Neut titers against beta, delta, delta plus and lambda after single J&J much lower than after 2 doses of either Pfizer or Moderna → need for a second dose of J&J?  (Questionable whether that will suffice -See next paper)


Ep 164-13:  Very interesting Cell paper showing that

  1. Convalescent sera from subjects previously infected with either beta or gamma variant have poor neutralizing activity against delta, but those previously infected with Victoria (S247R) or alpha have very decent neut against delta
  2. Neut activity of Pfizer vaccinees is only slightly (2-3 X) decreased against alpha, gamma and delta, but more (7.5 X) decreased against beta.  Astra-Zeneca (2 doses) induces already 3 times lower neut against the Victoria strain (S247R), loses activity against VOC in a relatively similar extent as Pfizer, but it becomes very low in absolute titer


Ep 164-14: Roltgen in medRxiv April 2021 shows that antibodies elicited by mRNA vaccination as compared to infection:

  • More IgG than IgM
  • Higher titers
  • Narrower with regard to recognition of other Coronaviruses
  • Similar hierarchy: decreased recognition of alpha, gamma and beta VOC


Ep 164-15: Yadav J Trav Med:  small with limited number of convalescent (after D614G infection) and Covaxin-vaccinated Indian subjects (Covaxin or BBV152 = Indian inactivated vaccine): 3-5 times lower neut titers against beta and delta as compared to B1 (= D614G).  



Some conclusions:


  1. Previous infection has a good protective effect (> 80 %), but decreases in 65+ to < 50 %. Preliminary clinical evidence that this holds true for protection against delta VOC?
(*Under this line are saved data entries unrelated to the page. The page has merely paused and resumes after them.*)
//! Binary format of a committed UTXO.
//!
//! ```text
//! txid (32, wire order) | vout (u32 LE) | packed height (u32 LE) | amount (i64 LE) | script_len (CompactSize) | script
//! ```
//!
//! The most significant bit of the packed height carries the coinbase flag, the remaining
//! 31 bits carry the block height.

use bitcoin::hashes::Hash;
use bitcoin::{OutPoint, ScriptBuf, TxOut, Txid};
use std::cmp::Ordering;

/// Largest locking script a spendable output may carry.
pub const MAX_SPENDABLE_SCRIPT_BYTE_COUNT: usize = 10_000;

const COINBASE_FLAG: u32 = 0x8000_0000;
const HEIGHT_MASK: u32 = !COINBASE_FLAG;

// txid + vout + packed height + amount.
const FIXED_FIELDS_SIZE: usize = 32 + 4 + 4 + 8;

/// Identifier of an output, ordered by the display form of the txid and then by vout.
#[derive(Clone, Copy, Debug, PartialEq, Eq, Hash)]
pub struct OutputId {
    pub txid: Txid,
    pub vout: u32,
}

impl OutputId {
    pub fn new(txid: Txid, vout: u32) -> Self {
        Self { txid, vout }
    }

    /// Txid bytes in display (big-endian) order, as stored in the staging tables.
    pub fn txid_display_bytes(&self) -> [u8; 32] {
        let mut bytes = self.txid.to_byte_array();
        bytes.reverse();
        bytes
    }

    pub fn from_display_bytes(txid: &[u8], vout: u32) -> Option<Self> {
        let mut bytes: [u8; 32] = txid.try_into().ok()?;
        bytes.reverse();
        Some(Self {
            txid: Txid::from_byte_array(bytes),
            vout,
        })
    }
}

impl Ord for OutputId {
    fn cmp(&self, other: &Self) -> Ordering {
        self.txid_display_bytes()
            .cmp(&other.txid_display_bytes())
            .then(self.vout.cmp(&other.vout))
    }
}

impl PartialOrd for OutputId {
    fn partial_cmp(&self, other: &Self) -> Option<Ordering> {
        Some(self.cmp(other))
    }
}

impl From<OutPoint> for OutputId {
    fn from(outpoint: OutPoint) -> Self {
        Self {
            txid: outpoint.txid,
            vout: outpoint.vout,
        }
    }
}

/// An unspent output as it appears in a UTXO commitment.
#[derive(Clone, Debug, PartialEq, Eq)]
pub struct CommittedUtxo {
    pub txid: Txid,
    pub vout: u32,
    /// Only the low 31 bits are representable.
    pub height: u32,
    pub is_coinbase: bool,
    pub amount: i64,
    pub script_pubkey: Vec<u8>,
}

impl CommittedUtxo {
    pub fn new(output_id: OutputId, txout: &TxOut, height: u32, is_coinbase: bool) -> Self {
        Self {
            txid: output_id.txid,
            vout: output_id.vout,
            height,
            is_coinbase,
            amount: txout.value.to_sat() as i64,
            script_pubkey: txout.script_pubkey.to_bytes(),
        }
    }

    pub fn output_id(&self) -> OutputId {
        OutputId::new(self.txid, self.vout)
    }

    /// Number of bytes [`Self::encode_to`] appends.
    pub fn encoded_len(&self) -> usize {
        let script_len = self.script_pubkey.len();
        FIXED_FIELDS_SIZE + compact_size_len(script_len as u64) + script_len
    }

    pub fn encode(&self) -> Vec<u8> {
        let mut buf = Vec::with_capacity(self.encoded_len());
        self.encode_to(&mut buf);
        buf
    }

    pub fn encode_to(&self, buf: &mut Vec<u8>) {
        let mut packed_height = self.height & HEIGHT_MASK;
        if self.is_coinbase {
            packed_height |= COINBASE_FLAG;
        }

        buf.extend_from_slice(self.txid.as_byte_array());
        buf.extend_from_slice(&self.vout.to_le_bytes());
        buf.extend_from_slice(&packed_height.to_le_bytes());
        buf.extend_from_slice(&self.amount.to_le_bytes());
        write_compact_size(buf, self.script_pubkey.len() as u64);
        buf.extend_from_slice(&self.script_pubkey);
    }

    /// Decodes one record and advances `cursor` past it.
    ///
    /// Returns `None` when the input runs out or declares an oversized script. The position
    /// of `cursor` after a failure is unspecified.
    pub fn decode(cursor: &mut &[u8]) -> Option<Self> {
        let txid = Txid::from_byte_array(take_array::<32>(cursor)?);
        let vout = u32::from_le_bytes(take_array(cursor)?);
        let packed_height = u32::from_le_bytes(take_array(cursor)?);
        let amount = i64::from_le_bytes(take_array(cursor)?);

        let script_len = read_compact_size(cursor)?;
        if script_len > MAX_SPENDABLE_SCRIPT_BYTE_COUNT as u64 {
            return None;
        }
        let script_pubkey = take(cursor, script_len as usize)?.to_vec();

        Some(Self {
            txid,
            vout,
            height: packed_height & HEIGHT_MASK,
            is_coinbase: packed_height & COINBASE_FLAG != 0,
            amount,
            script_pubkey,
        })
    }
}

/// Returns `true` if the output can never be spent and is left out of commitments.
pub fn is_unspendable(script_pubkey: &ScriptBuf) -> bool {
    script_pubkey.is_op_return() || script_pubkey.len() > MAX_SPENDABLE_SCRIPT_BYTE_COUNT
}

fn take<'a>(cursor: &mut &'a [u8], len: usize) -> Option<&'a [u8]> {
    if cursor.len() < len {
        return None;
    }
    let (head, tail) = cursor.split_at(len);
    *cursor = tail;
    Some(head)
}

fn take_array<const N: usize>(cursor: &mut &[u8]) -> Option<[u8; N]> {
    take(cursor, N)?.try_into().ok()
}

fn compact_size_len(size: u64) -> usize {
    match size {
        0..=252 => 1,
        253..=0xFFFF => 3,
        0x10000..=0xFFFF_FFFF => 5,
        _ => 9,
    }
}

// https://github.com/bitcoin/bitcoin/blob/0903ce8dbc25d3823b03d52f6e6bff74d19e801e/src/serialize.h#L305
fn write_compact_size(buf: &mut Vec<u8>, size: u64) {
    if size < 253 {
        buf.push(size as u8);
    } else if size <= 0xFFFF {
        buf.push(253);
        buf.extend_from_slice(&(size as u16).to_le_bytes());
    } else if size <= 0xFFFF_FFFF {
        buf.push(254);
        buf.extend_from_slice(&(size as u32).to_le_bytes());
    } else {
        buf.push(255);
        buf.extend_from_slice(&size.to_le_bytes());
    }
}

fn read_compact_size(cursor: &mut &[u8]) -> Option<u64> {
    let size = match take_array::<1>(cursor)?[0] {
        253 => u16::from_le_bytes(take_array(cursor)?) as u64,
        254 => u32::from_le_bytes(take_array(cursor)?) as u64,
        255 => u64::from_le_bytes(take_array(cursor)?),
        n => n as u64,
    };
    Some(size)
}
  1. Vaccination certainly boosts neutralzing Ab response in previously infected subjects more than in naïve subjects, but not entirely clear whether that translates in increased clinical protection against infection (especially with delta VOC).


  1. Immunological correlates of protection still not established.  Neutralizing Ab tests are good candidatres, but still need for standardization. 


  1. Mucosal immunity and T cell responses, alsoy against non-S antigens play a role and are heterogeneous in subjects, recovered from infection, even within one clinical category.


  1. All evidence indicates that beta VOC is the most resistant to neut Ab, induced by either infection or vaccination.  Biological advantage of delta rather in fitness characteristics: shorter incubation - higher viral load - longer period of infectiousness (previously discussed).


  1. Clear difference in neut Ab against either wild type or VOC induced by mRNA vaccines >> Adenoviruses.  Prelmiminary evidence from inactivated Indian vaccine as well.


7. A booster by wild type vaccine may protect against beta and gamma, but what about delta?